▶ PROBLEM STATEMENT:
For every line in the records below that holds "MessageRef", make a copy.

#### THE RECORDS ####

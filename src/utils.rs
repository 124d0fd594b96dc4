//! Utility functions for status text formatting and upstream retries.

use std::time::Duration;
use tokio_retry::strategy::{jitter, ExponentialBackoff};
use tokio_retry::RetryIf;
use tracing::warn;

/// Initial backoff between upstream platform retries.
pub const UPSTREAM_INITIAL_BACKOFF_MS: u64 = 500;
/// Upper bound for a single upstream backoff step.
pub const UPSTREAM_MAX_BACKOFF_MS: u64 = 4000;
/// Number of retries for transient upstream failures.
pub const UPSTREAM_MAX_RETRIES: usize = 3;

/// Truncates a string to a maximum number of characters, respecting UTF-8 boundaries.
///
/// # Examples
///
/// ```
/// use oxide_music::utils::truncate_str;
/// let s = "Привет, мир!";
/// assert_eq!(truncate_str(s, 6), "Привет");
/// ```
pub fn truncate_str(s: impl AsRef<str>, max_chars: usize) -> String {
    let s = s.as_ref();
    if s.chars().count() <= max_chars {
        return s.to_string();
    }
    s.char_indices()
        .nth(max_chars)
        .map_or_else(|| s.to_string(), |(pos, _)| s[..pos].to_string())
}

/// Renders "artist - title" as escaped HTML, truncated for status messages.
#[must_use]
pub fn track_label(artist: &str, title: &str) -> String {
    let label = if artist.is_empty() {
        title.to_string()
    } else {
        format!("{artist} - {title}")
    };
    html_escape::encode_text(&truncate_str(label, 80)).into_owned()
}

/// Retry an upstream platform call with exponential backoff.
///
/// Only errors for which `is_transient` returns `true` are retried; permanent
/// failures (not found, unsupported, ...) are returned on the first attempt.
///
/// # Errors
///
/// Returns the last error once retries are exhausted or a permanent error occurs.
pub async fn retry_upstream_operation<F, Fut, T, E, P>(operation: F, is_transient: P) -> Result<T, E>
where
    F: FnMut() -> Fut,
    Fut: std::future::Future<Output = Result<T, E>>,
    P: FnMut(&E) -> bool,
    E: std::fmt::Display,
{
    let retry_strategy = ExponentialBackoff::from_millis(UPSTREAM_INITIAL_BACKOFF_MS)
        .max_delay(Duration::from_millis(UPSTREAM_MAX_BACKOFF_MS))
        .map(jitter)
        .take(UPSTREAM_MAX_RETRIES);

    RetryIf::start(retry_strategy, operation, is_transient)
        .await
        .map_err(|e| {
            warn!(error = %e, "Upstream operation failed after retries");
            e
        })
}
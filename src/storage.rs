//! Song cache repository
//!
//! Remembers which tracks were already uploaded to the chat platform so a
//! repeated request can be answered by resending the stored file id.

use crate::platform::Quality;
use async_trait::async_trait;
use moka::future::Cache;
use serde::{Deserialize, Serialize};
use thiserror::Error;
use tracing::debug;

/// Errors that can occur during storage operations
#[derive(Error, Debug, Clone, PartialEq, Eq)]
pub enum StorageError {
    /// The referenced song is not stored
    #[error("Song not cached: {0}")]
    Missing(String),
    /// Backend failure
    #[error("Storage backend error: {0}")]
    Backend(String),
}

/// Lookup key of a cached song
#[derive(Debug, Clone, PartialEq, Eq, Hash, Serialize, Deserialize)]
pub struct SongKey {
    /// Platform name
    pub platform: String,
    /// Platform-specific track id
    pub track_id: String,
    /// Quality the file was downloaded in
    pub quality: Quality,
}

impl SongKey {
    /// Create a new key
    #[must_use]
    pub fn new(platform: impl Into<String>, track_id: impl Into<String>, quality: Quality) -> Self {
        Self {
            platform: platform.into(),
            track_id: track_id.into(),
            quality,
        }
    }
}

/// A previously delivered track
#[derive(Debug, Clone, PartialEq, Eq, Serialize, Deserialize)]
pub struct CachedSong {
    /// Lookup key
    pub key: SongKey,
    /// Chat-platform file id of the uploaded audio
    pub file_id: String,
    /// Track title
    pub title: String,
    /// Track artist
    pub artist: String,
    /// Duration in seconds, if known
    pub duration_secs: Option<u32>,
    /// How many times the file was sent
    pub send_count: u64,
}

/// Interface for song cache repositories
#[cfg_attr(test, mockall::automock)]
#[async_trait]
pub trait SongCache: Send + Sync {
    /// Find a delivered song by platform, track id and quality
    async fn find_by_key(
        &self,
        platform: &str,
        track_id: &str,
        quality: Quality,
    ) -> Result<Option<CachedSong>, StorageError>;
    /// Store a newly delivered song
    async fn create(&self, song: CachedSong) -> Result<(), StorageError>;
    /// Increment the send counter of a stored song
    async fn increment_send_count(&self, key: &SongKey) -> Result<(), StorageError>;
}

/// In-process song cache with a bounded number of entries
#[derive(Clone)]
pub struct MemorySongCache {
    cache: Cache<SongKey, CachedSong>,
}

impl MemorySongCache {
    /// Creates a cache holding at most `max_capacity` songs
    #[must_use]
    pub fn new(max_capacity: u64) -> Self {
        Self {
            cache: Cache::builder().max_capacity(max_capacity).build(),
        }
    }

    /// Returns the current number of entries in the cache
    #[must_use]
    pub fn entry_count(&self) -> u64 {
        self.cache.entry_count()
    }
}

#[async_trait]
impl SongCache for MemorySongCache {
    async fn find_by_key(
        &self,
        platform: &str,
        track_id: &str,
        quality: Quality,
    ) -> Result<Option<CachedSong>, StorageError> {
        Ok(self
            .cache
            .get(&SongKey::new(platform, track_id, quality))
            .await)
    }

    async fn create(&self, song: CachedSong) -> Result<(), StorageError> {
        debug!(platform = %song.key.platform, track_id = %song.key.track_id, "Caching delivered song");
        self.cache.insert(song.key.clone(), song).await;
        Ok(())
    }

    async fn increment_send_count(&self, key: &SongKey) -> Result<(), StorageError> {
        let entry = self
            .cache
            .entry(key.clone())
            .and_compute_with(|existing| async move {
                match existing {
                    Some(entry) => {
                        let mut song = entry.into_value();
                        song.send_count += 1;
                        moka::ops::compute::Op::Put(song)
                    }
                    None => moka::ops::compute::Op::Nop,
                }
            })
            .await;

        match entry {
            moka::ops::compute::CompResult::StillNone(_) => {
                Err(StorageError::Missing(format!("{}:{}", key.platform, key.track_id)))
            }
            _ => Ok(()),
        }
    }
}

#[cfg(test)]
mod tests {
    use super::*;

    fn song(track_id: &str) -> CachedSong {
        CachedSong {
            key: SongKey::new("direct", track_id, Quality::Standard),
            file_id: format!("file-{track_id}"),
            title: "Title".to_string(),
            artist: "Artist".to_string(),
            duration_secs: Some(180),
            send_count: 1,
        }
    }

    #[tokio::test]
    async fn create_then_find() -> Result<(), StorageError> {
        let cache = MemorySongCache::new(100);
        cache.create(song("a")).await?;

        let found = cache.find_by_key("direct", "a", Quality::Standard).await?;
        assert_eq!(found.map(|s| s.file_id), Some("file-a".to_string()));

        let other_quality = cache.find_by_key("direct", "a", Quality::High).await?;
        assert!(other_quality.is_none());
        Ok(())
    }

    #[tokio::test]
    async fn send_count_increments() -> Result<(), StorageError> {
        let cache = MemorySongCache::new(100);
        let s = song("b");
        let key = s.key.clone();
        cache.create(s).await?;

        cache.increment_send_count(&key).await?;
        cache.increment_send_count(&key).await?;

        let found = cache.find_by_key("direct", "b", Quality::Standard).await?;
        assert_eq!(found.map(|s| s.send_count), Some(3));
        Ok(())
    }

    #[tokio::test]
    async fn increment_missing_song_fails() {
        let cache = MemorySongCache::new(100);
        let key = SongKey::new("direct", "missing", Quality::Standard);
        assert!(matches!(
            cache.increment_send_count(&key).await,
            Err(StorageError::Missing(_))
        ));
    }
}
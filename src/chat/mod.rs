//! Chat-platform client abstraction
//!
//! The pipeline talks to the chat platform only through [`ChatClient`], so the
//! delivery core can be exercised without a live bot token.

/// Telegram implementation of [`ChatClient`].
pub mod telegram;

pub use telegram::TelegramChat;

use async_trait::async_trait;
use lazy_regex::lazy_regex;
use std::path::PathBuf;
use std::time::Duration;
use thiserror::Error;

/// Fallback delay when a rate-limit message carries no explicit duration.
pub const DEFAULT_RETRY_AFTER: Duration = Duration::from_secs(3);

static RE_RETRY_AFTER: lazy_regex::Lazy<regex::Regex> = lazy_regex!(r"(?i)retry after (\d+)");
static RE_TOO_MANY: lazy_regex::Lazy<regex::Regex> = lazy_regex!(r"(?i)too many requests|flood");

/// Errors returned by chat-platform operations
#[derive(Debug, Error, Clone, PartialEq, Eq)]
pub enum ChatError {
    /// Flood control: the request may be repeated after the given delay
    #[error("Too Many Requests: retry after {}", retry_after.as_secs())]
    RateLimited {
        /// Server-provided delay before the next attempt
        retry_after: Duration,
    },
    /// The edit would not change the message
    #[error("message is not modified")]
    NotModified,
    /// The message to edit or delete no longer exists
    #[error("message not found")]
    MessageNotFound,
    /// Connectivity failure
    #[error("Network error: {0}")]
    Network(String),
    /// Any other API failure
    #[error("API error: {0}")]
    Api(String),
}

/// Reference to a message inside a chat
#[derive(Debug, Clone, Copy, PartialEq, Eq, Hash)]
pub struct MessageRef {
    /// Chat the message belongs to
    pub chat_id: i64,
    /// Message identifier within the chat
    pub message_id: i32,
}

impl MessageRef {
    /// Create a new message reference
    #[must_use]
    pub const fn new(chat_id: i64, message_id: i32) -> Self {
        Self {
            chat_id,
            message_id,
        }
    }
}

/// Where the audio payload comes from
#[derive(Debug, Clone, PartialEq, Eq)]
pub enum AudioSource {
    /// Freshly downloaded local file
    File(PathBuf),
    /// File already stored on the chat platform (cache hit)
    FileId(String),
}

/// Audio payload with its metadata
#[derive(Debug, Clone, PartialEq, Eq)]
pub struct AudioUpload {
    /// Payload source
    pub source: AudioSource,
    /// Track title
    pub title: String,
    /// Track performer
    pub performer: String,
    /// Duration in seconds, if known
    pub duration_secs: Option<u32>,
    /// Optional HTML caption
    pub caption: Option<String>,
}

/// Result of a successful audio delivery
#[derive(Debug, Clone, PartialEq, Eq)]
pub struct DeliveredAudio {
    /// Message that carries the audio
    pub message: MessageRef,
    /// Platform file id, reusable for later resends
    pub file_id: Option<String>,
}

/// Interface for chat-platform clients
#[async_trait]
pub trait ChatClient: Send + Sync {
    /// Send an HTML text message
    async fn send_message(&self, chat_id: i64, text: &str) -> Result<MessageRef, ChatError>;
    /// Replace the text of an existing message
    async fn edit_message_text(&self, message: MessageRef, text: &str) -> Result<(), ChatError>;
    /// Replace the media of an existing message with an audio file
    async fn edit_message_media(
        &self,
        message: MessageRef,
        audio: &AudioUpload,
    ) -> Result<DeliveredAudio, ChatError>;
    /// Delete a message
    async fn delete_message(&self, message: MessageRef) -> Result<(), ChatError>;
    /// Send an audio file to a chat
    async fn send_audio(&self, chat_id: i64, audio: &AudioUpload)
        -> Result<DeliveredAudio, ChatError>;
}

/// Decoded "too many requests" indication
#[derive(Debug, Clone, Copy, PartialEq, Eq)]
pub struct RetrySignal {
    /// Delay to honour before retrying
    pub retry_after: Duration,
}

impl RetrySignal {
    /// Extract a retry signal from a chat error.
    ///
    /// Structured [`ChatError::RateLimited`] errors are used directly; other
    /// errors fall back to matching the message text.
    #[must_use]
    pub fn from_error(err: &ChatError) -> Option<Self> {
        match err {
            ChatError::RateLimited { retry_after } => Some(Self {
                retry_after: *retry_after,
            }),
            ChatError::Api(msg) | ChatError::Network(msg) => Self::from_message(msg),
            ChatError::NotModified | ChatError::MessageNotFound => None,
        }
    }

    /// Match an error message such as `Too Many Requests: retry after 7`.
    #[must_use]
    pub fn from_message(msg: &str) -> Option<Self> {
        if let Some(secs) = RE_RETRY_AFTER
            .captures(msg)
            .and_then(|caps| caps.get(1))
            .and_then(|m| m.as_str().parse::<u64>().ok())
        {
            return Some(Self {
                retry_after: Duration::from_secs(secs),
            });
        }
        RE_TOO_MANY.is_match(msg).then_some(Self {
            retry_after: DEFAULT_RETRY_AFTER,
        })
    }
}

####

▶ OUTPUT FOR THIS TASK:
pub struct MessageRef {
impl MessageRef {
    pub message: MessageRef,
    async fn send_message(&self, chat_id: i64, text: &str) -> Result<MessageRef, ChatError>;
    async fn edit_message_text(&self, message: MessageRef, text: &str) -> Result<(), ChatError>;
        message: MessageRef,
    async fn delete_message(&self, message: MessageRef) -> Result<(), ChatError>;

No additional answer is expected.